Peter Novick, a retired Software Engineer, now spends a large chunk of his time as TPRF’s Grants Team Manager. In this capacity, Peter provides reporting, procedural, and accountability oversight for the Humanitarian Aid grants area. In addition to other duties, he helps keep the grant program aligned with TPRF’s strategic objectives while overseeing and coordinating the work of Grant Reviewers and individual Grant Managers.
On August 31, Peter attended a unique event in Washington DC to raise funds and awareness for clean water in the Horn of Africa. Peter’s guest-blog offers a rare, “upclose and personal” view of two partners involved in the Horn of Africa clean water initiative, as well as the impact of TPRF’s participation in the tribute.
I want to tell you about a wonderful evening I spent at an International Relief and Development (www.ird.org) social gathering this past month. An attractive wine bar in Washington, DC provided an enjoyable, upscale backdrop for the event. I am fortunate to live in Bethesda, Maryland, just 30-45 minutes from some of our current and prospective TPRF grantees.
Titled “Friends and Philanthropy,” the purpose of the event was to raise awareness for clean water in the Horn of Africa. TPRF recently provided a grant of $25,000 to IRD to support this initiative. IRD’s mission is to reduce the suffering of the world’s most vulnerable groups and provide tools and resources needed to increase their self-sufficiency.
Daniel Puls is the Chief of Advancement for IRD. Dan took me under his wing from the moment I arrived at the event. He could not have been a more gracious host. Most of the guests were IRD staff or major donors, and Dan introduced me to many of them. I met Arthur B. Keyes Jr., President and CEO of IRD. In fact, Dan urged Mr. Keyes to join us in a game of bocce ball. He respectfully declined, but Dan and I did team up to play a few games against Dan’s lovely daughter Cassie and her boyfriend, both Georgetown University students. We lost—but it was a close score—and we had a lot of fun!
I spent about 20 minutes talking with Adam Koons, Director of Relief, who planned to fly to Ethiopia in the next day or two. I also spent time with Jeffrey Grieco (Chief, Communications), Jason Matechek (General Counsel), Amy Brauner (assisting Dan with our grant), and many others. The people at IRD and their supporters struck me as unusually warm, intelligent, knowledgeable, dedicated, inspiring, unpretentious, and fun.
Dan introduced me to Andrew Koval, President/CEO of MedPharm. MedPharm provides high quality generic pharmaceuticals and health care products at substantial discount to government agencies, non-government relief and development organizations, PVOs and NGOs, the United Nations and other international organizations. Mr Koval’s company donates millions of dollars of medical supplies to IRD. He invited me to meet with him anytime.

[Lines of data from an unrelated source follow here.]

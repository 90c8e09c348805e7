use anyhow::{Context, Result, bail};
use flate2::read::GzDecoder;
use std::fs::File;
use std::io::{BufRead, BufReader, BufWriter, Read, Write};
use std::path::Path;

use crate::sequences::{Sites, check_seq_name};

fn open_reader(path: &Path) -> Result<Box<dyn BufRead>> {
    let file = File::open(path).with_context(|| format!("failed to open {path:?}"))?;
    let reader: Box<dyn Read> = if path.extension().map(|e| e == "gz").unwrap_or(false) {
        Box::new(GzDecoder::new(file))
    } else {
        Box::new(file)
    };
    Ok(Box::new(BufReader::new(reader)))
}

/// Read the tab-separated sites format:
///
/// ```text
/// NAMES<TAB>name1<TAB>name2...
/// REGION<TAB>chrom<TAB>start<TAB>end     (1-based, inclusive start)
/// position<TAB>bases                     (1-based, one row per variant site)
/// ```
pub fn read_sites(path: &Path) -> Result<Sites> {
    let reader = open_reader(path)?;
    let mut sites = Sites::default();
    let mut have_region = false;

    for (lineno, line) in reader.lines().enumerate() {
        let lineno = lineno + 1;
        let line = line.with_context(|| format!("failed to read {path:?}"))?;
        let line = line.trim_end();
        if line.is_empty() || line.starts_with('#') {
            continue;
        }

        if let Some(rest) = line.strip_prefix("NAMES\t") {
            sites.names = rest.split('\t').map(str::to_string).collect();
            for name in &sites.names {
                check_seq_name(name).with_context(|| format!("bad NAMES line (line {lineno})"))?;
            }
        } else if let Some(rest) = line.strip_prefix("REGION\t") {
            let fields: Vec<&str> = rest.split('\t').collect();
            if fields.len() != 3 {
                bail!("bad REGION format (line {lineno})");
            }
            sites.chrom = fields[0].to_string();
            let start: usize = fields[1]
                .parse()
                .with_context(|| format!("bad REGION start (line {lineno})"))?;
            if start == 0 {
                bail!("REGION start is 1-based, got 0 (line {lineno})");
            }
            sites.start_coord = start - 1;
            sites.end_coord = fields[2]
                .parse()
                .with_context(|| format!("bad REGION end (line {lineno})"))?;
            have_region = true;
        } else {
            if sites.names.is_empty() || !have_region {
                bail!("site row before NAMES/REGION headers (line {lineno})");
            }
            let (pos_str, bases) = line
                .split_once('\t')
                .with_context(|| format!("site row is not tab-separated (line {lineno})"))?;
            let position: usize = pos_str
                .parse()
                .with_context(|| format!("first column is not an integer (line {lineno})"))?;
            if position == 0 {
                bail!("site positions are 1-based, got 0 (line {lineno})");
            }
            let col: Vec<u8> = bases.trim().bytes().map(|b| b.to_ascii_uppercase()).collect();
            if col.len() != sites.names.len() {
                bail!(
                    "expected {} bases, got {} (line {lineno})",
                    sites.names.len(),
                    col.len()
                );
            }
            sites
                .append(position - 1, col)
                .with_context(|| format!("bad site row (line {lineno})"))?;
        }
    }

    if sites.names.is_empty() || !have_region {
        bail!("sites file {path:?} is missing NAMES or REGION header");
    }
    Ok(sites)
}

pub fn write_sites(path: &Path, sites: &Sites) -> Result<()> {
    let file = File::create(path).with_context(|| format!("failed to create {path:?}"))?;
    let mut w = BufWriter::new(file);
    writeln!(w, "NAMES\t{}", sites.names.join("\t"))?;
    writeln!(
        w,
        "REGION\t{}\t{}\t{}",
        sites.chrom,
        sites.start_coord + 1,
        sites.end_coord
    )?;
    for (pos, col) in sites.positions.iter().zip(&sites.cols) {
        write!(w, "{}\t", pos + 1)?;
        w.write_all(col)?;
        writeln!(w)?;
    }
    w.flush()?;
    Ok(())
}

I was surprised at how many people went out of their way to emphasize to me the importance of TPRF’s grant to IRD. I appreciated it, of course, but I protested that our grant of $25,000 was such a small part of their budget, which is in the hundreds of millions. Dan and Adam and the others explained that foundations like TPRF provide critical seed money—early, quickly, and flexibly—to jump-start huge projects. Larger sources of funding involve more bureaucracy, take longer, and are less flexible. When major sources of funding see that foundations like ours have taken action, it prompts these donors to follow suit.